Pipelines operational invariants (safety model)

This page explains Pipelines operational invariants (safety model) and how it fits into the RecSys suite.

Who this is for

  • SRE/on-call and platform engineers operating recsys-pipelines
  • Developers designing a safe ship/rollback workflow
  • Data engineers who need to reason about retries and partial failures

What you will get

  • The invariants the pipelines try to maintain (and what is not guaranteed)
  • What “idempotent publish” and “atomic ship” mean in practice
  • The failure modes that matter operationally, with safe recovery actions

Invariant 1: artifacts are immutable and version-addressed

An artifact is published under a version (hash) and treated as immutable:

  • the same canonical payload should produce the same version
  • older artifact versions remain readable after new publishes

Operational consequence: you can cache aggressively and roll back safely because “old” data still exists.

Invariant 2: publish is two-phase and swaps the manifest last

Publishing is structured so serving never reads a half-updated set:

  1. Write the versioned artifact blob
  2. Validate the artifact (including recomputing the version)
  3. Write a registry record for audit/rollback
  4. Swap the current manifest pointer last

Operational consequence: if a publish fails before the final swap, “current” serving stays on the previous manifest.

Invariant 3: re-running publish is intended to be safe (idempotent)

Rerunning a pipeline for the same (tenant, surface, window) should not corrupt “current”:

  • versioned objects are written under stable keys (…/<type>/<version>.json)
  • registry records are append-only (re-recording an existing version is a no-op)
  • the manifest swap is a whole-document replace, not an in-place patch

Operational consequence: retrying is the default remediation for transient failures.

Invariant 4: rollback is a manifest pointer change

Rollback is switching the current manifest back to a previous version.

Operational consequence: rollback is fast and does not require re-computing artifacts.

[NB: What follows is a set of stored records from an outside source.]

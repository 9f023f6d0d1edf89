use chrono::NaiveDate;
use serde::{Deserialize, Serialize};
use utoipa::ToSchema;

#[derive(Debug, Clone, PartialEq, Serialize, Deserialize, sqlx::FromRow, ToSchema)]
#[schema(
    example = json!({
        "id": 1,
        "first_name": "John",
        "last_name": "Doe",
        "gender": "Male",
        "birth": "1990-04-15",
        "address": "12 Harbor Lane",
        "phone": "555-0134",
        "email": "john.doe@example.com",
        "department": "Engineering"
    })
)]
pub struct Employee {
    /// Store-assigned, immutable after creation.
    #[schema(example = 1)]
    pub id: i32,

    #[schema(example = "John")]
    pub first_name: String,

    #[schema(example = "Doe")]
    pub last_name: String,

    #[schema(example = "Male")]
    pub gender: String,

    #[schema(example = "1990-04-15", value_type = String, format = "date")]
    pub birth: NaiveDate,

    #[schema(example = "12 Harbor Lane")]
    pub address: String,

    #[schema(example = "555-0134")]
    pub phone: String,

    #[schema(example = "john.doe@example.com")]
    pub email: String,

    #[schema(example = "Engineering")]
    pub department: String,
}

/// Form payload for Create/Edit. The field set is the binding allow-list:
/// anything else in the request body is dropped at deserialization, so
/// over-posted fields never reach the store.
///
/// `birth` stays a raw string here so a bad date can be reported back with
/// the rest of the submitted values instead of failing the whole extraction.
#[derive(Debug, Clone, Serialize, Deserialize, ToSchema)]
pub struct EmployeeForm {
    /// Ignored on Create (the store assigns it); required to match the path
    /// id on Edit.
    pub id: Option<i32>,
    #[schema(example = "John")]
    pub first_name: String,
    #[schema(example = "Doe")]
    pub last_name: String,
    #[schema(example = "Male")]
    pub gender: String,
    #[schema(example = "1990-04-15")]
    pub birth: String,
    #[schema(example = "12 Harbor Lane")]
    pub address: String,
    #[schema(example = "555-0134")]
    pub phone: String,
    #[schema(example = "john.doe@example.com")]
    pub email: String,
    #[schema(example = "Engineering")]
    pub department: String,
}

#[derive(Debug, Serialize, ToSchema)]
pub struct FieldError {
    #[schema(example = "birth")]
    pub field: &'static str,
    #[schema(example = "not a valid date, expected YYYY-MM-DD")]
    pub message: String,
}

impl EmployeeForm {
    /// Model validation. The fields are free-form text by design; the only
    /// typed field is the birth date.
    pub fn validate(&self) -> Result<NaiveDate, Vec<FieldError>> {
        match NaiveDate::parse_from_str(self.birth.trim(), "%Y-%m-%d") {
            Ok(date) => Ok(date),
            Err(_) => Err(vec![FieldError {
                field: "birth",
                message: format!("'{}' is not a valid date, expected YYYY-MM-DD", self.birth),
            }]),
        }
    }

    /// Materialize the row that will be written, with the authoritative id
    /// and the parsed birth date.
    pub fn into_employee(self, id: i32, birth: NaiveDate) -> Employee {
        Employee {
            id,
            first_name: self.first_name,
            last_name: self.last_name,
            gender: self.gender,
            birth,
            address: self.address,
            phone: self.phone,
            email: self.email,
            department: self.department,
        }
    }
}

#[cfg(test)]
mod tests {
    use super::*;

    fn form() -> EmployeeForm {
        EmployeeForm {
            id: None,
            first_name: "Ann".into(),
            last_name: "Lee".into(),
            gender: "Female".into(),
            birth: "1988-02-29".into(),
            address: "4 Elm St".into(),
            phone: "555-0199".into(),
            email: "ann@example.com".into(),
            department: "Sales".into(),
        }
    }

    #[test]
    fn valid_birth_date_parses() {
        let birth = form().validate().unwrap();
        assert_eq!(birth, NaiveDate::from_ymd_opt(1988, 2, 29).unwrap());
    }

    #[test]
    fn bad_birth_date_is_reported_against_the_birth_field() {
        let mut bad = form();
        bad.birth = "29/02/1988".into();
        let errors = bad.validate().unwrap_err();
        assert_eq!(errors.len(), 1);
        assert_eq!(errors[0].field, "birth");
    }

    #[test]
    fn into_employee_carries_every_allow_listed_field() {
        let f = form();
        let birth = f.validate().unwrap();
        let employee = f.clone().into_employee(7, birth);
        assert_eq!(employee.id, 7);
        assert_eq!(employee.first_name, f.first_name);
        assert_eq!(employee.department, f.department);
        assert_eq!(employee.birth, birth);
    }

    #[test]
    fn unknown_form_fields_are_dropped_at_deserialization() {
        let body = "first_name=Ann&last_name=Lee&gender=F&birth=1988-02-29\
                    &address=4+Elm+St&phone=555&email=a%40b.c&department=Sales\
                    &is_admin=true";
        let parsed: EmployeeForm = serde_urlencoded::from_str(body).unwrap();
        assert_eq!(parsed.first_name, "Ann");
        assert_eq!(parsed.id, None);
    }
}
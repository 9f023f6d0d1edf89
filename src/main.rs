use actix_session::SessionMiddleware;
use actix_session::storage::CookieSessionStore;
use actix_web::cookie::Key;
use actix_web::middleware::NormalizePath;
use actix_web::web::Data;
use actix_web::{App, HttpServer, Responder, get, http::header};
use dotenvy::dotenv;

mod api;
mod auth;
mod config;
mod db;
mod docs;
mod model;
mod models;
mod routes;
mod session;
mod utils;

use config::Config;
use db::init_db;

use crate::docs::ApiDoc;
use tracing::info;
use tracing_appender::rolling;
use utoipa::OpenApi;
use utoipa_swagger_ui::SwaggerUi;

#[get("/")]
async fn index() -> impl Responder {
    actix_web::HttpResponse::SeeOther()
        .insert_header((header::LOCATION, "/Employees"))
        .finish()
}

#[actix_web::main]
async fn main() -> std::io::Result<()> {
    dotenv().ok();

    let config = Config::from_env();

    // Rolling daily log
    let file_appender = rolling::daily("logs", "app.log");
    let (non_blocking, _guard) = tracing_appender::non_blocking(file_appender);

    tracing_subscriber::fmt()
        .with_writer(non_blocking)
        .with_max_level(tracing::Level::DEBUG)
        .with_ansi(false)
        .with_target(false)
        .with_level(true)
        .with_thread_ids(false)
        .with_thread_names(false)
        .pretty()
        .init();

    info!("Server starting...");

    let pool = init_db(&config.database_url).await;

    // Fresh key per boot; existing sessions do not survive a restart.
    let session_key = Key::generate();
    let server_addr = config.server_addr.clone();

    HttpServer::new(move || {
        App::new()
            .wrap(actix_web::middleware::Logger::default())
            .wrap(NormalizePath::trim())
            .wrap(SessionMiddleware::new(
                CookieSessionStore::default(),
                session_key.clone(),
            ))
            .service(
                SwaggerUi::new("/swagger-ui/{_:.*}")
                    .url("/api-doc/openapi.json", ApiDoc::openapi()),
            )
            .app_data(Data::new(pool.clone()))
            .app_data(Data::new(config.clone()))
            .service(index)
            .configure(routes::configure)
    })
    .bind(server_addr)?
    .run()
    .await
}
use serde::Deserialize;
use sqlx::FromRow;
use utoipa::ToSchema;

#[derive(Debug, Deserialize, ToSchema)]
pub struct LoginForm {
    #[schema(example = "admin")]
    pub username: String,
    pub password: String,
}

#[derive(FromRow)]
pub struct UserSql {
    pub id: u64,
    pub username: String,
    /// argon2 PHC string
    pub password: String,
}
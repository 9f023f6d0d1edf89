use argon2::{
    Argon2,
    password_hash::{PasswordHash, PasswordHasher, PasswordVerifier, SaltString, rand_core::OsRng},
};

pub fn hash_password(password: &str) -> Result<String, argon2::password_hash::Error> {
    let argon2 = Argon2::default();
    let salt = SaltString::generate(&mut OsRng);

    Ok(argon2.hash_password(password.as_bytes(), &salt)?.to_string())
}

pub fn verify_password(password: &str, hashed: &str) -> Result<(), argon2::password_hash::Error> {
    let argon2 = Argon2::default();
    let parsed = PasswordHash::new(hashed)?;

    argon2.verify_password(password.as_bytes(), &parsed)
}

#[cfg(test)]
mod tests {
    use super::*;

    #[test]
    fn hashed_password_verifies() {
        let hashed = hash_password("hunter2").unwrap();
        assert!(verify_password("hunter2", &hashed).is_ok());
    }

    #[test]
    fn wrong_password_is_rejected() {
        let hashed = hash_password("hunter2").unwrap();
        assert!(verify_password("hunter3", &hashed).is_err());
    }

    #[test]
    fn garbage_hash_is_an_error_not_a_panic() {
        assert!(verify_password("hunter2", "not-a-phc-string").is_err());
    }
}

What is not guaranteed (plan for it)

  • No built-in concurrency control: two publishes to the same (tenant, surface) can race; last manifest swap wins.
  • No automatic garbage collection: failed publishes can leave unreferenced artifacts (“orphans”) in storage.
  • Eventual visibility in serving: recsys-service may cache manifests/artifacts; changes apply after TTL or explicit cache invalidation.

Safe recovery patterns

  • If publish failed before manifest swap: fix the cause and retry (serving stayed on the previous manifest).
  • If you shipped a bad manifest: roll back the manifest pointer (do not delete artifacts).
  • If you see stale serving: invalidate caches or wait for TTL; then verify the service is reading the expected manifest.